Паралитическая асфиксия

Возникает при передозировке наркотическими веществами, которые могут вызвать паралич мышц диафрагмы, или подавлять деятельность дыхательного центра. Характерна также при некоторых отравлениях.

Клиника

Течение молниеносный. Резкая одышка сопровождается внезапным сокращением мышц (иногда судорогой), или же больной становится синюшным, наступает головокружение, потемнение в глазах, позже — потеря сознания.

Зрачки расширяются, но реагируют на свет. При остановке дыхания прекращаются дыхательные экскурсии грудной клетки и брюшной стенки, исчезают рефлексы.

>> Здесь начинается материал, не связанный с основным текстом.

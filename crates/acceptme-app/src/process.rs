//! Message processing: runs the TEA update loop and dispatches actions

use acceptme_bridge::BridgeClient;
use tokio::sync::mpsc;

use crate::actions::handle_action;
use crate::handler;
use crate::message::Message;
use crate::state::AppState;
use crate::writer::PersistWriter;

/// Process a message through the TEA update function.
///
/// Follow-up messages are processed in the same call; each action is handed
/// to [`handle_action`] before its follow-up runs.
pub fn process_message(
    state: &mut AppState,
    message: Message,
    client: &BridgeClient,
    msg_tx: &mpsc::Sender<Message>,
    writer: &PersistWriter,
) {
    let mut msg = Some(message);
    while let Some(m) = msg {
        let result = handler::update(state, m);

        if let Some(action) = result.action {
            handle_action(action, client, msg_tx.clone(), writer);
        }

        msg = result.message;
    }
}
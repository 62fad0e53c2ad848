//! Ordered pick / ban list for the active role

use ratatui::{
    buffer::Buffer,
    layout::Rect,
    style::Style,
    text::{Line, Span},
    widgets::{Paragraph, Widget},
};

use acceptme_core::{Champion, PickMode, Role};

use crate::theme::{palette, styles};

pub fn section_title(mode: PickMode) -> &'static str {
    match mode {
        PickMode::Pick => "Pick Order",
        PickMode::Ban => "Ban Priority",
    }
}

pub fn section_subtitle(mode: PickMode) -> &'static str {
    match mode {
        PickMode::Pick => "Champions to auto-select",
        PickMode::Ban => "Champions to auto-ban",
    }
}

pub fn empty_placeholder(mode: PickMode) -> &'static str {
    match mode {
        PickMode::Pick => "Add champions to pick",
        PickMode::Ban => "Add champions to ban",
    }
}

/// One section of the preferences view.
///
/// `entries` are the champions already resolved against the catalog, in
/// priority order. The highlighted row is only drawn with the accent when
/// the section has focus.
pub struct PickBanSection<'a> {
    mode: PickMode,
    role: Role,
    entries: &'a [&'a Champion],
    selected: usize,
    focused: bool,
}

impl<'a> PickBanSection<'a> {
    pub fn new(mode: PickMode, role: Role, entries: &'a [&'a Champion]) -> Self {
        Self {
            mode,
            role,
            entries,
            selected: 0,
            focused: false,
        }
    }

    pub fn selected(mut self, selected: usize) -> Self {
        self.selected = selected;
        self
    }

    pub fn focused(mut self, focused: bool) -> Self {
        self.focused = focused;
        self
    }

    fn header_lines(&self) -> Vec<Line<'static>> {
        let hint = match self.mode {
            PickMode::Pick => "[p] add",
            PickMode::Ban => "[b] add",
        };
        vec![
            Line::from(vec![
                Span::styled(
                    section_subtitle(self.mode),
                    styles::text_secondary(),
                ),
                Span::styled(format!("  {}", hint), styles::key_hint()),
            ]),
            Line::default(),
        ]
    }

    fn entry_line(&self, index: usize, champion: &Champion) -> Line<'static> {
        let style = if index != self.selected {
            styles::text_primary()
        } else if self.focused {
            styles::selected_row(true)
        } else {
            styles::selected_row(false)
        };
        let number_style = if index == self.selected && self.focused {
            style
        } else {
            Style::default().fg(palette::role_color(self.role))
        };
        Line::from(vec![
            Span::styled(format!(" {}. ", index + 1), number_style),
            Span::styled(format!("{} ", champion.name), style),
        ])
    }
}

impl Widget for PickBanSection<'_> {
    fn render(self, area: Rect, buf: &mut Buffer) {
        let title = format!(" {} ", section_title(self.mode));
        let block = styles::card(self.focused).title(title);
        let inner = block.inner(area);
        block.render(area, buf);

        if inner.height == 0 || inner.width == 0 {
            return;
        }

        let mut lines = self.header_lines();
        let list_height = (inner.height as usize).saturating_sub(lines.len());

        if self.entries.is_empty() {
            lines.push(Line::from(Span::styled(
                empty_placeholder(self.mode),
                styles::text_muted(),
            )));
        } else {
            // Scroll so the highlighted row stays visible
            let offset = (self.selected + 1).saturating_sub(list_height);
            lines.extend(
                self.entries
                    .iter()
                    .enumerate()
                    .skip(offset)
                    .take(list_height)
                    .map(|(index, champion)| self.entry_line(index, champion)),
            );
        }

        Paragraph::new(lines).render(inner, buf);
    }
}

Нередко (в терминальной стадии) происходит непроизвольное выделение кала и мочи.

Лечение

Лечение зависит от причины асфиксии, которую следует установить первую очередь.

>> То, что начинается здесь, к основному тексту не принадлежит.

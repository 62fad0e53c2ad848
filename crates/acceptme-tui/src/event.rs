//! Terminal event polling

use std::time::Duration;

use acceptme_app::{InputKey, Message};
use acceptme_core::prelude::*;
use crossterm::event::{self, Event, KeyCode, KeyEvent, KeyEventKind, KeyModifiers};

/// Poll timeout; also the redraw interval when idle (20 FPS)
pub const POLL_INTERVAL: Duration = Duration::from_millis(50);

/// Convert crossterm KeyEvent to InputKey
pub fn key_event_to_input(key: KeyEvent) -> Option<InputKey> {
    match key.code {
        KeyCode::Char(c) if key.modifiers.contains(KeyModifiers::CONTROL) => {
            Some(InputKey::CharCtrl(c))
        }
        KeyCode::Char(c) => Some(InputKey::Char(c)),
        KeyCode::Enter => Some(InputKey::Enter),
        KeyCode::Esc => Some(InputKey::Esc),
        KeyCode::Tab if key.modifiers.contains(KeyModifiers::SHIFT) => Some(InputKey::BackTab),
        KeyCode::Tab => Some(InputKey::Tab),
        KeyCode::BackTab => Some(InputKey::BackTab),
        KeyCode::Backspace => Some(InputKey::Backspace),
        KeyCode::Delete => Some(InputKey::Delete),
        KeyCode::Up => Some(InputKey::Up),
        KeyCode::Down => Some(InputKey::Down),
        KeyCode::Left => Some(InputKey::Left),
        KeyCode::Right => Some(InputKey::Right),
        KeyCode::Home => Some(InputKey::Home),
        KeyCode::End => Some(InputKey::End),
        KeyCode::PageUp => Some(InputKey::PageUp),
        KeyCode::PageDown => Some(InputKey::PageDown),
        KeyCode::F(n) => Some(InputKey::F(n)),
        _ => None,
    }
}

/// Map one terminal event to a message. Key releases and repeats are dropped.
pub fn event_to_message(event: Event) -> Option<Message> {
    match event {
        Event::Key(key) if key.kind == KeyEventKind::Press => {
            key_event_to_input(key).map(Message::Key)
        }
        // Redraw happens every loop iteration anyway
        Event::Resize(..) => Some(Message::Tick),
        _ => None,
    }
}

/// Poll for terminal events with timeout
///
/// Returns [`Message::Tick`] when nothing arrived in time.
pub fn poll() -> Result<Option<Message>> {
    if event::poll(POLL_INTERVAL)? {
        Ok(event_to_message(event::read()?))
    } else {
        Ok(Some(Message::Tick))
    }
}
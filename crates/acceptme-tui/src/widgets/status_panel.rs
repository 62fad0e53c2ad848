//! Main view card: connection, run status, start/stop control, accept delay

use ratatui::{
    buffer::Buffer,
    layout::{Alignment, Rect},
    style::{Modifier, Style},
    text::{Line, Span},
    widgets::{Paragraph, Widget, Wrap},
};

use acceptme_app::state::StatusViewState;
use acceptme_core::AcceptDelay;

use crate::theme::{palette, styles};

pub const CONNECTED_LABEL: &str = "✓ Connected";
pub const DISCONNECTED_LABEL: &str = "✗ Disconnected";
pub const MATCH_FOUND_BANNER: &str = "Match Found! Auto-accepting...";
pub const START_LABEL: &str = "Start Auto Accept";
pub const STOP_LABEL: &str = "Stop Auto Accept";

pub struct StatusPanel<'a> {
    status: &'a StatusViewState,
}

impl<'a> StatusPanel<'a> {
    pub fn new(status: &'a StatusViewState) -> Self {
        Self { status }
    }

    fn connection_line(&self) -> Line<'static> {
        let label = if self.status.connected {
            CONNECTED_LABEL
        } else {
            DISCONNECTED_LABEL
        };
        let style = styles::connection(self.status.connected);
        Line::from(vec![
            Span::styled("League Client  ", styles::text_secondary()),
            Span::styled(label, style.add_modifier(Modifier::BOLD)),
        ])
    }

    fn button_line(&self) -> Line<'static> {
        let status = self.status;
        let label = if status.running {
            STOP_LABEL
        } else {
            START_LABEL
        };

        let enabled = status.can_toggle() && !status.toggle_pending;
        let style = styles::toggle_button(status.running, enabled);

        let mut spans = vec![Span::styled(format!("  {}  ", label), style)];
        if status.toggle_pending {
            spans.push(Span::styled(" …", styles::text_muted()));
        } else if status.can_toggle() {
            spans.push(Span::styled(" [space]", styles::key_hint()));
        }
        Line::from(spans)
    }

    fn delay_lines(&self) -> Vec<Line<'static>> {
        let delay = self.status.accept_delay;
        vec![
            Line::from(vec![
                Span::styled("Accept Delay  ", styles::text_secondary()),
                Span::styled(delay.label(), styles::accent()),
            ]),
            Line::from(vec![
                Span::styled("Instant ", styles::text_muted()),
                Span::styled("◀ ", styles::key_hint()),
                slider(delay),
                Span::styled(" ▶", styles::key_hint()),
                Span::styled(format!(" {}s", AcceptDelay::MAX), styles::text_muted()),
            ]),
        ]
    }
}

/// Track with one cell per second and a knob at the current value
pub fn slider(delay: AcceptDelay) -> Span<'static> {
    let track: String = (0..=AcceptDelay::MAX)
        .map(|s| match s.cmp(&delay.seconds()) {
            std::cmp::Ordering::Less => '━',
            std::cmp::Ordering::Equal => '●',
            std::cmp::Ordering::Greater => '─',
        })
        .collect();
    Span::styled(track, Style::default().fg(palette::ACCENT))
}

impl Widget for StatusPanel<'_> {
    fn render(self, area: Rect, buf: &mut Buffer) {
        let block = styles::card(true).title(" Auto Accept ");
        let inner = block.inner(area);
        block.render(area, buf);

        if inner.height == 0 || inner.width == 0 {
            return;
        }

        let mut lines = vec![
            self.connection_line(),
            Line::from(Span::styled(self.status.status.clone(), styles::text_primary())),
        ];

        if self.status.match_found {
            lines.push(Line::from(Span::styled(
                MATCH_FOUND_BANNER,
                styles::alert(),
            )));
        } else {
            lines.push(Line::default());
        }

        lines.push(Line::default());
        lines.push(self.button_line());
        lines.push(Line::default());
        lines.extend(self.delay_lines());

        if let Some(updated) = self.status.last_updated {
            lines.push(Line::default());
            lines.push(Line::from(Span::styled(
                format!("Updated {}", updated.format("%H:%M:%S")),
                styles::text_muted(),
            )));
        }

        Paragraph::new(lines)
            .alignment(Alignment::Center)
            .wrap(Wrap { trim: true })
            .render(inner, buf);
    }
}

#[cfg(test)]
mod tests {
    use super::*;
    use crate::test_utils::TestTerminal;

    fn render(status: &StatusViewState) -> TestTerminal {
        let mut term = TestTerminal::with_size(64, 14);
        term.render_widget(StatusPanel::new(status), term.area());
        term
    }

    #[test]
    fn test_initial_state() {
        let term = render(&StatusViewState::default());

        assert!(term.buffer_contains(DISCONNECTED_LABEL));
        assert!(term.buffer_contains("Initializing..."));
        assert!(term.buffer_contains(START_LABEL));
        assert!(term.buffer_contains("Instant"));
        assert!(!term.buffer_contains("[space]"));
    }

    #[test]
    fn test_running_with_match() {
        let mut status = StatusViewState::default();
        status.connected = true;
        status.running = true;
        status.match_found = true;
        status.status = "Match found".to_string();
        let term = render(&status);

        assert!(term.buffer_contains(CONNECTED_LABEL));
        assert!(term.buffer_contains(STOP_LABEL));
        assert!(term.buffer_contains(MATCH_FOUND_BANNER));
        assert!(term.buffer_contains("[space]"));
    }

    #[test]
    fn test_delay_label() {
        let mut status = StatusViewState::default();
        status.accept_delay = AcceptDelay::clamped(4);
        let term = render(&status);
        assert!(term.buffer_contains("4s"));
    }

    #[test]
    fn test_slider_knob_position() {
        assert_eq!(slider(AcceptDelay::clamped(0)).content, "●──────────");
        assert_eq!(slider(AcceptDelay::clamped(3)).content, "━━━●───────");
        assert_eq!(slider(AcceptDelay::clamped(10)).content, "━━━━━━━━━━●");
    }

    #[test]
    fn test_pending_toggle_hides_hint() {
        let mut status = StatusViewState::default();
        status.connected = true;
        status.toggle_pending = true;
        let term = render(&status);
        assert!(term.buffer_contains("…"));
        assert!(!term.buffer_contains("[space]"));
    }
}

При закупорке дыхательных путей рвотными массами, слизью, кровяными сгустками или пищей — освободить верхние дыхательные пути (протереть марлевым тампоном, отсосать резиновым баллончиком и т.п.

), начать немедленно искусственное дыхание способом «рот в рот» или «рот в нос». Одновременно наладить вдыхание увлажненного кислорода (чистого или в смеси СО 2), ввести лобелин, цититон. Иногда необходима трахеотомия.

По паралича дыхательного центра необходимо немедленно прекратить наркоз и начать искусственное дыхание, ввести внутривенно 1 мл 1% раствора лобелину или 1 мл цититон, вдувать углекислый газ через нелатоновський катетер, введенный в нос на глубину 5-6 см, подкожно 2-3 мл 20% раствора камфоры, 2 мл 10-20% раствора кофеина.

Язык следует вытянуть и ритмично подергивать с помощью Языкодержатель или шелковой нити, проведенной через всю толщу его по средней линии на расстоянии 1,5-2 см от кончика.

Инородные тела, попадающие в гортани, трахеи или бронхов, удаляются с помощью специальных инструментов или хирургически.

Коникотомия

В экстремальных условиях за пределами больницы пострадавшему с удушьем можно сделать коникотомию. Суть ее сводится к следующим этапам: после выставленного диагноза — асфиксии второй степени, находят любой острый предмет. Пострадавшего помещают в полусидячем положении.

Оперувальник становится на колено сбоку от пациента, заключает его на противоположное бедро, и максимально отводит назад голову, крепко фиксирует ее грудью и плечом в строго срединном положении. Указательным пальцем правой руки проводит вдоль трахеи от яремной вырезки грудины до первого повышения на шее, то есть до дуги перстенюватого хряща.

Над ней прощупывают желоб перстневидным связи. В условиях хирургического стациоанру проводится трахеотомия

Источник: https://info-farm.ru/alphabet_index/a/asfiksiya.html

Поделиться:
Нет комментариев

    Добавить комментарий

    Ваш e-mail не будет опубликован. Все поля обязательны для заполнения.